Push Vs. Pull Sources And Killer Intelligence Apps (Indiscriminate Intelligence)

I had a nice talk with the good people at Laancor this morning (They have an interesting plain language search product called QUADRA that seems worth a look) and the discussion made me reflect (in the random, almost indiscriminate, way I think about this stuff ) on the nature of intelligence sources and how to describe them.

Of course, there are many ways to describe a source (not the least of which is along the lines of a traditional INT). One of the most useful ways to think about collection generally and sources specifically, however, is whether the source pushes information to the intelligence professional or whether the intelligence professional has to pull information from the source. Subscribing to a magazine or an email-based list are both good examples of push sources. In both cases, the information source pushes the information to the intelligence professional. The job of the intelligence professional then becomes one of filtering through the information to find bits and pieces that are relevant.

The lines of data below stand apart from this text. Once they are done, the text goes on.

//! Hash helpers for pipeline-state keys. Values must stay stable within a process run only.

/// Mix `value` into `seed`.
pub fn combine_hash(seed: &mut u32, value: u32) {
    *seed ^= value
        .wrapping_add(0x9e37_79b9)
        .wrapping_add(*seed << 6)
        .wrapping_add(*seed >> 2);
}

pub fn make_hash_f32(value: f32) -> u32 {
    // Fold -0.0 into 0.0 so equal values hash equally.
    if value == 0.0 {
        0
    } else {
        value.to_bits()
    }
}

pub fn make_hash_u64(value: u64) -> u32 {
    (value as u32) ^ ((value >> 32) as u32)
}
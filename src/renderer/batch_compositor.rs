use log::{debug, trace};
use rayon::prelude::*;
use wgpu::{CompareFunction, Face};

use crate::math::hash::combine_hash;
use crate::renderer::device::GraphicsDevice;
use crate::renderer::drawable_processor::{DrawableProcessor, FrameInfo, GeometryRenderFlags};
use crate::renderer::light_accumulator::{INVALID_LIGHT_INDEX, MAX_VERTEX_LIGHTS};
use crate::renderer::light_processor::LightProcessor;
use crate::renderer::pipeline_batch::{sort_batches_back_to_front, sort_batches_by_state, PipelineBatch, NO_DRAWABLE};
use crate::renderer::pipeline_state::{material_pass_state_hash, PipelineStateCache, PipelineStateDesc, PipelineStateKey};
use crate::renderer::scene_pass::{GeometryBatch, GeometryBatchPasses, ScenePass, ScenePassFlags, ScenePassKind};
use crate::renderer::shadow_split::ShadowMapRegion;
use crate::scene::{BlendMode, GeometryId, LightType, Material, MaterialId, PassId};
use crate::settings::LightingMode;

/// Pipeline batches of one render target, with their draw order.
#[derive(Clone, Debug, Default)]
pub struct SortedBatches {
    pub batches: Vec<PipelineBatch>,
    /// Indices into `batches` in submission order.
    pub order: Vec<usize>,
}

impl SortedBatches {
    pub fn len(&self) -> usize {
        self.batches.len()
    }

    pub fn is_empty(&self) -> bool {
        self.batches.is_empty()
    }

    fn sort(&mut self, kind: ScenePassKind) {
        self.order = match kind {
            ScenePassKind::Unordered | ScenePassKind::Outline => sort_batches_by_state(&self.batches)
                .into_iter()
                .map(|key| key.batch_index)
                .collect(),
            ScenePassKind::BackToFront => sort_batches_back_to_front(&self.batches)
                .into_iter()
                .map(|key| key.batch_index)
                .collect(),
        };
    }
}

/// Shadow caster batches of one allocated shadow split.
#[derive(Clone, Debug)]
pub struct ShadowSplitBatches {
    /// Index into the frame's light processors.
    pub light_index: usize,
    pub split_index: usize,
    pub region: ShadowMapRegion,
    pub batches: SortedBatches,
}

/// Geometry used to draw deferred light volumes, one per light type.
pub fn light_volume_geometry(light_type: LightType) -> GeometryId {
    match light_type {
        LightType::Directional => GeometryId(u32::MAX),
        LightType::Spot => GeometryId(u32::MAX - 1),
        LightType::Point => GeometryId(u32::MAX - 2),
    }
}

fn light_type_define(light_type: LightType) -> &'static str {
    match light_type {
        LightType::Directional => "DIRLIGHT",
        LightType::Spot => "SPOTLIGHT",
        LightType::Point => "POINTLIGHT",
    }
}

/// Batches of one worker plus the pipeline states it could not find in the cache.
#[derive(Default)]
struct ComposeShard {
    batches: Vec<PipelineBatch>,
    misses: Vec<(PipelineStateKey, PipelineStateDesc)>,
}

impl ComposeShard {
    fn append(mut self, mut other: ComposeShard) -> ComposeShard {
        self.batches.append(&mut other.batches);
        self.misses.append(&mut other.misses);
        self
    }
}

/// Read-only inputs shared by the composition workers.
struct ComposeContext<'a, 'f> {
    frame: &'a FrameInfo<'f>,
    drawables: &'a DrawableProcessor,
    pipeline_states: &'a PipelineStateCache,
    instancing: bool,
}

impl ComposeContext<'_, '_> {
    fn light(&self, index: u32) -> Option<&LightProcessor> {
        self.drawables.light_processors().get(index as usize).map(|p| &**p)
    }

    /// Pushes `batch`, resolving its pipeline state from the cache or recording a miss.
    fn emit(&self, mut batch: PipelineBatch, describe: impl FnOnce() -> PipelineStateDesc, shard: &mut ComposeShard) {
        match self.pipeline_states.lookup(batch.pipeline_state_key) {
            Some(state) => batch.pipeline_state = state,
            None => shard.misses.push((batch.pipeline_state_key, describe())),
        }
        shard.batches.push(batch);
    }
}

/// Variant of a scene batch that selects its shader permutation.
#[derive(Clone, Copy)]
struct SceneBatchVariant {
    pass: PassId,
    pixel_light: Option<u32>,
    vertex_lights: [u32; MAX_VERTEX_LIGHTS],
    ambient: bool,
    instancing: bool,
}

impl SceneBatchVariant {
    fn num_vertex_lights(&self) -> u32 {
        self.vertex_lights.iter().filter(|&&index| index != INVALID_LIGHT_INDEX).count() as u32
    }
}

/// Turns scene pass geometry batches and light processor output into sorted
/// pipeline batches with resolved pipeline states.
pub struct BatchCompositor {
    lighting_mode: LightingMode,
    passes: Vec<ScenePass>,
    pipeline_states: PipelineStateCache,
    scene_batches: Vec<SortedBatches>,
    shadow_batches: Vec<ShadowSplitBatches>,
    light_volume_batches: SortedBatches,
}

impl BatchCompositor {
    pub fn new(lighting_mode: LightingMode, passes: Vec<ScenePass>) -> Self {
        Self {
            lighting_mode,
            scene_batches: vec![SortedBatches::default(); passes.len()],
            passes,
            pipeline_states: PipelineStateCache::new(),
            shadow_batches: Vec::new(),
            light_volume_batches: SortedBatches::default(),
        }
    }

    /// Scene passes for the lighting mode: deferred modes draw opaque geometry into the
    /// G-buffer where the material allows it, forward mode lights it per object.
    pub fn default_passes(lighting_mode: LightingMode) -> Vec<ScenePass> {
        let opaque = if lighting_mode.is_deferred() {
            ScenePass::opaque_deferred()
        } else {
            ScenePass::opaque_forward()
        };
        vec![opaque, ScenePass::transparent_forward(), ScenePass::outline("outline")]
    }

    pub fn lighting_mode(&self) -> LightingMode {
        self.lighting_mode
    }

    pub fn passes(&self) -> &[ScenePass] {
        &self.passes
    }

    pub fn passes_mut(&mut self) -> &mut [ScenePass] {
        &mut self.passes
    }

    pub fn pipeline_states(&self) -> &PipelineStateCache {
        &self.pipeline_states
    }

    /// Sorted batches of each scene pass, parallel to [`passes`](Self::passes).
    pub fn scene_batches(&self) -> &[SortedBatches] {
        &self.scene_batches
    }

    pub fn shadow_batches(&self) -> &[ShadowSplitBatches] {
        &self.shadow_batches
    }

    pub fn light_volume_batches(&self) -> &SortedBatches {
        &self.light_volume_batches
    }

    pub fn num_batches(&self) -> usize {
        self.scene_batches.iter().map(SortedBatches::len).sum::<usize>()
            + self.shadow_batches.iter().map(|split| split.batches.len()).sum::<usize>()
            + self.light_volume_batches.len()
    }

    /// Builds every pipeline batch of the frame.
    ///
    /// Batches are composed in parallel against a read-only view of the pipeline state
    /// cache; missing states are then created on the calling thread and resolved.
    pub fn compose(
        &mut self,
        frame: &FrameInfo<'_>,
        drawables: &DrawableProcessor,
        settings_hash: u32,
        instancing: bool,
        device: &mut dyn GraphicsDevice,
    ) {
        self.pipeline_states.begin_frame(settings_hash);

        let mut misses = Vec::new();
        {
            let ctx = ComposeContext {
                frame,
                drawables,
                pipeline_states: &self.pipeline_states,
                instancing,
            };

            self.scene_batches.resize_with(self.passes.len(), SortedBatches::default);
            for (pass, sorted) in self.passes.iter().zip(self.scene_batches.iter_mut()) {
                let shard = pass
                    .geometry_batches()
                    .par_iter()
                    .fold(ComposeShard::default, |mut shard, batch| {
                        compose_scene_batch(&ctx, pass, batch, &mut shard);
                        shard
                    })
                    .reduce(ComposeShard::default, ComposeShard::append);
                sorted.batches = shard.batches;
                misses.extend(shard.misses);
            }

            let shadow_shards: Vec<(Vec<ShadowSplitBatches>, Vec<_>)> = drawables
                .light_processors()
                .par_iter()
                .enumerate()
                .map(|(light_index, processor)| compose_shadow_batches(&ctx, light_index, processor))
                .collect();
            self.shadow_batches.clear();
            for (splits, split_misses) in shadow_shards {
                self.shadow_batches.extend(splits);
                misses.extend(split_misses);
            }

            let mut shard = ComposeShard::default();
            if self.lighting_mode.is_deferred() {
                for (light_index, processor) in drawables.light_processors().iter().enumerate() {
                    compose_light_volume_batch(&ctx, self.lighting_mode, light_index, processor, &mut shard);
                }
            }
            self.light_volume_batches.batches = shard.batches;
            misses.extend(shard.misses);
        }

        if !misses.is_empty() {
            debug!("Creating {} missing pipeline states", misses.len());
        }
        for (key, desc) in &misses {
            self.pipeline_states.get_or_create(*key, desc, device);
        }

        let pipeline_states = &self.pipeline_states;
        let resolve = |batches: &mut Vec<PipelineBatch>| {
            batches.par_iter_mut().for_each(|batch| {
                if batch.pipeline_state.is_none() {
                    batch.pipeline_state = pipeline_states.lookup(batch.pipeline_state_key).flatten();
                }
            });
        };
        for sorted in &mut self.scene_batches {
            resolve(&mut sorted.batches);
        }
        for split in &mut self.shadow_batches {
            resolve(&mut split.batches.batches);
        }
        resolve(&mut self.light_volume_batches.batches);

        for (pass, sorted) in self.passes.iter().zip(self.scene_batches.iter_mut()) {
            sorted.sort(pass.kind());
        }
        for split in &mut self.shadow_batches {
            split.batches.sort(ScenePassKind::Unordered);
        }
        self.light_volume_batches.sort(ScenePassKind::Unordered);

        trace!(
            "Composed {} batches ({} shadow splits)",
            self.num_batches(),
            self.shadow_batches.len()
        );
    }
}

One of the most powerful features of the internet is its ability to push mounds of potentially relevant data to intelligence professionals. This has become particularly true since the advent of Really Simple Syndication (RSS) feeds. This feature of virtually all modern internet sites with dynamic content allows users to subscribe to particular feeds and have them sent directly to their email inboxes or to an RSS feed reader, such as Bloglines.com or Google Reader, in order to manage the influx of information. Modern services such as these allow users to tap into a variety of information sources including traditional news outlets but also social networks and personal and professional blogs.

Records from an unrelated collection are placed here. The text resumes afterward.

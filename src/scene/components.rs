// scene/components.rs
// Pure hecs components. Drawable and Light are components themselves.

use glam::Vec3;

use crate::scene::Transform;

// ============================================================================
// Placement Components
// ============================================================================

/// Transform component (position, rotation, scale)
#[derive(Debug, Clone, Copy, Default)]
pub struct TransformComponent(pub Transform);

/// Visibility component
#[derive(Debug, Clone, Copy)]
pub struct Visible(pub bool);

impl Default for Visible {
    fn default() -> Self {
        Self(true)
    }
}

// ============================================================================
// Utility Components
// ============================================================================

/// Name component for debugging
#[derive(Debug, Clone)]
pub struct Name(pub String);

impl Name {
    pub fn new(name: impl Into<String>) -> Self {
        Self(name.into())
    }
}

// ============================================================================
// Animation Components
// ============================================================================

/// Rotation animation component
#[derive(Debug, Clone, Copy)]
pub struct RotateAnimation {
    pub axis: Vec3,
    pub speed: f32,
}

/// Orbit animation component
#[derive(Debug, Clone, Copy)]
pub struct OrbitAnimation {
    pub center: Vec3,
    pub radius: f32,
    pub speed: f32,
    pub offset: f32,
}
use glam::Vec3;

use super::BoundingBox;

#[derive(Clone, Copy, Debug, PartialEq)]
pub struct Sphere {
    pub center: Vec3,
    pub radius: f32,
}

impl Sphere {
    pub fn new(center: Vec3, radius: f32) -> Self {
        Self { center, radius }
    }

    /// Sphere centered on the bounding box of `points`, large enough to contain all of them.
    pub fn enclosing<I>(points: I) -> Sphere
    where
        I: IntoIterator<Item = Vec3> + Clone,
    {
        let center = BoundingBox::from_points(points.clone()).center();
        let radius = points
            .into_iter()
            .map(|point| point.distance(center))
            .fold(0.0, f32::max);
        Sphere { center, radius }
    }

    /// Distance from the sphere surface to `point`, zero when the point is inside.
    pub fn distance(&self, point: Vec3) -> f32 {
        (point.distance(self.center) - self.radius).max(0.0)
    }

    pub fn intersects_box(&self, bbox: &BoundingBox) -> bool {
        bbox.distance_to_point(self.center) <= self.radius
    }

    pub fn bounding_box(&self) -> BoundingBox {
        BoundingBox::from_center_half_size(self.center, Vec3::splat(self.radius))
    }
}

#[cfg(test)]
mod tests {
    use super::*;

    #[test]
    fn enclosing_sphere_contains_all_points() {
        let points = [Vec3::ZERO, Vec3::new(2.0, 0.0, 0.0), Vec3::new(1.0, 3.0, 0.0)];
        let sphere = Sphere::enclosing(points);
        for point in points {
            assert!(point.distance(sphere.center) <= sphere.radius + 1e-5);
        }
    }

    #[test]
    fn box_intersection_uses_closest_point() {
        let sphere = Sphere::new(Vec3::ZERO, 1.0);
        let near = BoundingBox::new(Vec3::new(0.5, -1.0, -1.0), Vec3::new(2.0, 1.0, 1.0));
        let far = BoundingBox::new(Vec3::new(1.5, 1.5, 1.5), Vec3::splat(2.0));
        assert!(sphere.intersects_box(&near));
        assert!(!sphere.intersects_box(&far));
    }
}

Pull sources require effort on the part of the collector to acquire. Typically the collector must search for and identify a pull source and then attempt to make "contact" (though this contact might be as fleeting as clicking on a hyperlink) with that source in order to get the information necessary.

The question itself determines much of the difficulty inherent in collecting from a pull source. An easy question, such as the number of telephone lines in a foreign country can be pulled from a variety of sources including encyclopedias, the CIA World Factbook or the International Telecommunications Union’s database. A more difficult question, such as the specific brand name of the equipment purchased by a specific telephone company in a foreign country, would require a more specific pull source.

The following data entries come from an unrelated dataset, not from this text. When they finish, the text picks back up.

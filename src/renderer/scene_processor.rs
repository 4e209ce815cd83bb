use std::sync::Arc;

use glam::UVec2;
use log::{error, info, trace, warn};

use crate::error::PipelineError;
use crate::renderer::batch_compositor::BatchCompositor;
use crate::renderer::batch_renderer::{BatchRenderStats, BatchRenderer};
use crate::renderer::device::{GraphicsDevice, PassTarget};
use crate::renderer::drawable_processor::{DrawableProcessor, DrawableProcessorSettings, FrameInfo};
use crate::renderer::light_processor::LightProcessorCallback;
use crate::renderer::lights::LightShaderParamsRaw;
use crate::renderer::scene_pass::ScenePassFlags;
use crate::renderer::shadow_atlas::ShadowAtlas;
use crate::renderer::shadow_split::ShadowMapRegion;
use crate::scene::{Camera, LightData, LightImportance, LightType, OcclusionBuffer, SceneSnapshot, SpatialQuery};
use crate::settings::PipelineSettings;

pub const MAX_RENDER_CAMERAS: usize = 2;

/// Smallest shadow map split handed out, in texels.
pub const SHADOW_MIN_PIXELS: u32 = 64;

#[derive(Clone, Copy, Debug, Default, PartialEq, Eq)]
pub struct RenderPipelineStats {
    pub num_lights: usize,
    pub num_shadowed_lights: usize,
    pub num_geometries: usize,
    pub num_occluders: usize,
    pub num_batches: usize,
    pub num_draw_calls: usize,
    pub num_batches_submitted: usize,
    pub num_batches_skipped: usize,
}

/// Shadow policy and atlas access for one frame.
struct FrameCallback<'a> {
    settings: &'a PipelineSettings,
    camera: &'a Camera,
    atlas: &'a mut ShadowAtlas,
    device: &'a mut dyn GraphicsDevice,
}

impl FrameCallback<'_> {
    /// Fraction of the screen covered by the light volume, 1 when the camera is inside.
    fn projected_light_size(&self, light: &LightData) -> f32 {
        let bounds = match light.light_type() {
            LightType::Directional => return 1.0,
            LightType::Spot => light.frustum().bounding_box(),
            LightType::Point => light.sphere().bounding_box(),
        };
        if bounds.contains_point(self.camera.position)
            || bounds.corners().iter().any(|&corner| self.camera.view_depth(corner) <= self.camera.near)
        {
            return 1.0;
        }

        let projected = bounds.projected(&self.camera.view_proj());
        let size = projected.size();
        (size.x.max(size.y) * 0.5).clamp(0.0, 1.0)
    }
}

impl LightProcessorCallback for FrameCallback<'_> {
    fn is_light_shadowed(&self, light: &LightData) -> bool {
        let params = &light.light;
        self.settings.enable_shadows
            && params.cast_shadows
            && params.importance != LightImportance::NotImportant
            && params.shadow_intensity < 1.0
            && (params.shadow_distance <= 0.0 || light.distance < params.shadow_distance)
    }

    fn shadow_map_size(&self, light: &LightData, num_active_splits: usize) -> u32 {
        let page_size = self.atlas.page_size();
        let max_size = match light.light_type() {
            LightType::Directional => {
                let page_limit = if num_active_splits > 1 { page_size / 2 } else { page_size };
                self.settings.directional_shadow_size.min(page_limit)
            }
            LightType::Spot => self.settings.spot_shadow_size.min(page_size),
            LightType::Point => self.settings.point_shadow_size.min(page_size / 4),
        };

        let mut size = max_size as f32 * light.light.shadow_resolution;
        if light.light.focus.auto_size {
            size *= self.projected_light_size(light);
        }

        (size.max(1.0) as u32).next_power_of_two().max(SHADOW_MIN_PIXELS).min(max_size)
    }

    fn allocate_transient_shadow_map(&mut self, size: UVec2) -> ShadowMapRegion {
        self.atlas.allocate(size, &mut *self.device)
    }
}

/// Runs the whole per-frame pipeline for one or two render cameras: drawable and
/// light processing, batch composition and submission.
pub struct SceneProcessor {
    settings: PipelineSettings,
    cameras: Vec<Camera>,
    thread_pool: Option<Arc<rayon::ThreadPool>>,
    occlusion_buffer: Option<Box<dyn OcclusionBuffer + Send>>,

    drawable_processor: DrawableProcessor,
    batch_compositor: BatchCompositor,
    batch_renderer: BatchRenderer,
    shadow_atlas: ShadowAtlas,
    instancing: bool,

    drawables: Vec<usize>,
    occluder_candidates: Vec<usize>,
    lights: Vec<usize>,
    stats: RenderPipelineStats,
}

impl SceneProcessor {
    pub fn new(settings: PipelineSettings) -> Self {
        let settings = settings.validate();
        info!("Scene processor using {:?} lighting", settings.lighting_mode);
        Self {
            drawable_processor: DrawableProcessor::new(DrawableProcessorSettings::from(&settings)),
            batch_compositor: BatchCompositor::new(
                settings.lighting_mode,
                BatchCompositor::default_passes(settings.lighting_mode),
            ),
            batch_renderer: BatchRenderer::new(),
            shadow_atlas: ShadowAtlas::new(settings.shadow_atlas_page_size, 1),
            instancing: settings.enable_instancing,
            settings,
            cameras: Vec::new(),
            thread_pool: None,
            occlusion_buffer: None,
            drawables: Vec::new(),
            occluder_candidates: Vec::new(),
            lights: Vec::new(),
            stats: RenderPipelineStats::default(),
        }
    }

    /// Runs the parallel phases on `pool` instead of the global rayon pool.
    pub fn with_thread_pool(mut self, pool: Arc<rayon::ThreadPool>) -> Self {
        self.thread_pool = Some(pool);
        self
    }

    pub fn set_occlusion_buffer(&mut self, buffer: Option<Box<dyn OcclusionBuffer + Send>>) {
        self.occlusion_buffer = buffer;
    }

    pub fn settings(&self) -> &PipelineSettings {
        &self.settings
    }

    pub fn set_settings(&mut self, settings: PipelineSettings) {
        let settings = settings.validate();
        if settings.lighting_mode != self.settings.lighting_mode {
            info!("Switching to {:?} lighting", settings.lighting_mode);
            self.batch_compositor = BatchCompositor::new(
                settings.lighting_mode,
                BatchCompositor::default_passes(settings.lighting_mode),
            );
        }
        self.drawable_processor
            .set_settings(DrawableProcessorSettings::from(&settings));
        self.shadow_atlas.set_page_size(settings.shadow_atlas_page_size);
        self.settings = settings;
    }

    /// Sets the render cameras. The first one is the cull camera; all of them must
    /// agree on projection type, reflection and clipping.
    pub fn define(&mut self, cameras: &[Camera]) -> Result<(), PipelineError> {
        let Some(first) = cameras.first() else {
            return Err(PipelineError::NoCamera);
        };
        if cameras.len() > MAX_RENDER_CAMERAS {
            return Err(PipelineError::TooManyCameras {
                count: cameras.len(),
                max: MAX_RENDER_CAMERAS,
            });
        }

        for (index, camera) in cameras.iter().enumerate().skip(1) {
            let reason = if camera.orthographic != first.orthographic {
                Some("orthographic flag differs")
            } else if camera.use_reflection != first.use_reflection {
                Some("reflection flag differs")
            } else if camera.use_clipping != first.use_clipping {
                Some("clipping flag differs")
            } else {
                None
            };
            if let Some(reason) = reason {
                error!("Render camera {} does not match the first camera: {}", index, reason);
                debug_assert!(false, "render cameras must share projection, reflection and clipping");
                return Err(PipelineError::CameraMismatch { index, reason });
            }
        }

        self.cameras.clear();
        self.cameras.extend_from_slice(cameras);
        Ok(())
    }

    pub fn cameras(&self) -> &[Camera] {
        &self.cameras
    }

    pub fn drawable_processor(&self) -> &DrawableProcessor {
        &self.drawable_processor
    }

    pub fn batch_compositor(&self) -> &BatchCompositor {
        &self.batch_compositor
    }

    pub fn shadow_atlas(&self) -> &ShadowAtlas {
        &self.shadow_atlas
    }

    pub fn stats(&self) -> RenderPipelineStats {
        self.stats
    }

    /// Processes one frame of `scene` up to sorted pipeline batches. Shadow atlas pages
    /// and pipeline states are created on `device` as needed.
    pub fn update(&mut self, scene: &SceneSnapshot, time_step: f32, device: &mut dyn GraphicsDevice) {
        match self.thread_pool.clone() {
            Some(pool) => pool.install(|| self.update_frame(scene, time_step, device)),
            None => self.update_frame(scene, time_step, device),
        }
    }

    fn update_frame(&mut self, scene: &SceneSnapshot, time_step: f32, device: &mut dyn GraphicsDevice) {
        let Some(&camera) = self.cameras.first() else {
            warn!("Scene processor updated without a render camera");
            return;
        };

        let capabilities = device.capabilities();
        self.instancing = self.settings.enable_instancing && capabilities.supports_instancing;
        self.shadow_atlas.set_max_pages(capabilities.max_shadow_atlas_pages);
        self.shadow_atlas.reset();
        self.stats = RenderPipelineStats::default();

        let frame = FrameInfo {
            time_step,
            cull_camera: &camera,
            scene,
            materials: &scene.materials,
            ambient_color: scene.ambient_color,
        };
        self.drawable_processor.on_update_begin(&frame);

        self.drawables.clear();
        self.lights.clear();
        self.occluder_candidates.clear();
        for render_camera in &self.cameras {
            let frustum = render_camera.frustum();
            scene.query_drawables(&frustum, render_camera.view_mask, &mut self.drawables);
            scene.query_lights(&frustum, render_camera.view_mask, &mut self.lights);
        }
        if self.cameras.len() > 1 {
            self.drawables.sort_unstable();
            self.drawables.dedup();
            self.lights.sort_unstable();
            self.lights.dedup();
        }

        let occlusion = match &self.occlusion_buffer {
            Some(buffer) => {
                scene.query_occluders(&camera.frustum(), camera.view_mask, &mut self.occluder_candidates);
                self.drawable_processor.process_occluders(
                    &frame,
                    &self.occluder_candidates,
                    self.settings.occluder_size_threshold,
                );
                Some(buffer.as_ref() as &dyn OcclusionBuffer)
            }
            None => None,
        };

        self.drawable_processor.process_visible_drawables(
            &frame,
            &self.drawables,
            self.batch_compositor.passes_mut(),
            occlusion,
        );

        let mut callback = FrameCallback {
            settings: &self.settings,
            camera: &camera,
            atlas: &mut self.shadow_atlas,
            device: &mut *device,
        };
        self.drawable_processor
            .process_lights(&frame, &self.lights, &mut callback);
        self.drawable_processor.process_forward_lighting(&frame);

        self.batch_compositor.compose(
            &frame,
            &self.drawable_processor,
            self.settings.pipeline_state_hash(),
            self.instancing,
            device,
        );

        self.stats.num_lights = self.drawable_processor.light_processors().len();
        self.stats.num_shadowed_lights = self.drawable_processor.num_shadowed_lights();
        self.stats.num_geometries = self.drawable_processor.visible_geometries().len();
        self.stats.num_occluders = self.drawable_processor.occluders().len();
        self.stats.num_batches = self.batch_compositor.num_batches();

        trace!(
            "Frame: {} geometries, {} lights ({} shadowed), {} batches",
            self.stats.num_geometries,
            self.stats.num_lights,
            self.stats.num_shadowed_lights,
            self.stats.num_batches
        );
    }

    /// Uploads light parameters and submits the batches composed by the last
    /// [`update`](Self::update): shadow splits first, then scene passes in order, with
    /// light volumes right after the deferred pass.
    pub fn render(&mut self, device: &mut dyn GraphicsDevice) -> RenderPipelineStats {
        let linear = self.settings.linear_space_lighting;
        let lights: Vec<LightShaderParamsRaw> = self
            .drawable_processor
            .light_processors()
            .iter()
            .map(|processor| processor.cooked_params().to_raw(linear))
            .collect();
        device.upload_lights(&lights);

        let mut batch_stats = BatchRenderStats::default();
        for split in self.batch_compositor.shadow_batches() {
            let target = PassTarget::ShadowSplit { region: split.region };
            batch_stats.merge(
                self.batch_renderer
                    .render_batches(device, &target, &split.batches, self.instancing),
            );
        }

        let passes = self.batch_compositor.passes();
        for (pass, batches) in passes.iter().zip(self.batch_compositor.scene_batches()) {
            let instancing = self.instancing && !pass.flags().contains(ScenePassFlags::DISABLE_INSTANCING);
            let target = PassTarget::Scene {
                pass_name: pass.name().to_string(),
            };
            batch_stats.merge(self.batch_renderer.render_batches(device, &target, batches, instancing));

            if pass.is_deferred() {
                batch_stats.merge(self.batch_renderer.render_batches(
                    device,
                    &PassTarget::LightVolumes,
                    self.batch_compositor.light_volume_batches(),
                    false,
                ));
            }
        }

        self.stats.num_draw_calls = batch_stats.draw_calls;
        self.stats.num_batches_submitted = batch_stats.batches_submitted;
        self.stats.num_batches_skipped = batch_stats.batches_skipped;
        self.stats
    }
}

As a result, operational security is a much more important consideration, generally, with pull sources than with push sources. A specific question to a sensitive pull source is very likely to generate the question, “Why are YOU so interested in this?” from the source. The mere asking of a question, might, in this way, reveal or even compromise some of your own organization’s plans.

Push sources are generally easier to manage than pull sources. Getting websites, listening devices or agents to push information ensures that the intelligence unit is staying ‘in the loop”, that potentially relevant information is coming into the unit in a regular stream and that the main problem is sorting the wheat from the chaff. This, in turn, allows the intelligence unit to better focus its collection efforts on pull sources for information that is outside of the routine information flows and to manage the oftentimes considerable operational security risks associated with the most sensitive of these sources.

What struck me is that I could not think of a single system that dealt as effectively with push sources as Google Reader AND as effectively with pull sources as Zotero COMBINED with an easy storage, search and retreival function like Scrapbook AND a citation management system (think Zotero again). I think the first company that does this will have a killer app on their hands.


Al said...

Robert Heinlein briefly mentions the traffic analysis issues of
push-vs-pull INT sources in his novel 'Friday'. He specifically writes
about message boards (probably equivalent to analysing USENET traffic
in the present).

The basic countermeasure was: download everything. I guess the basic
justification was one could claim to be relaying it for others. The
major problem with this approach is the amount of storage needed. This
is the dilemma any Internet-packrat faces when seeing something
potentially interesting:
1) download it now, lose it on the local storage (disk) for a while
and maybe never get around to reading it, or
2) come back to it later and find out it's been DMCA'd out of
existence (or NSL'd or pulled-down-for-non-payment or...etc).

Kristan J. Wheaton said...

Many thanks for the comment!

I recently read Snow Crash and it had that same sort of fell to it. It is amazing how often good science fiction comes close to predicting the future.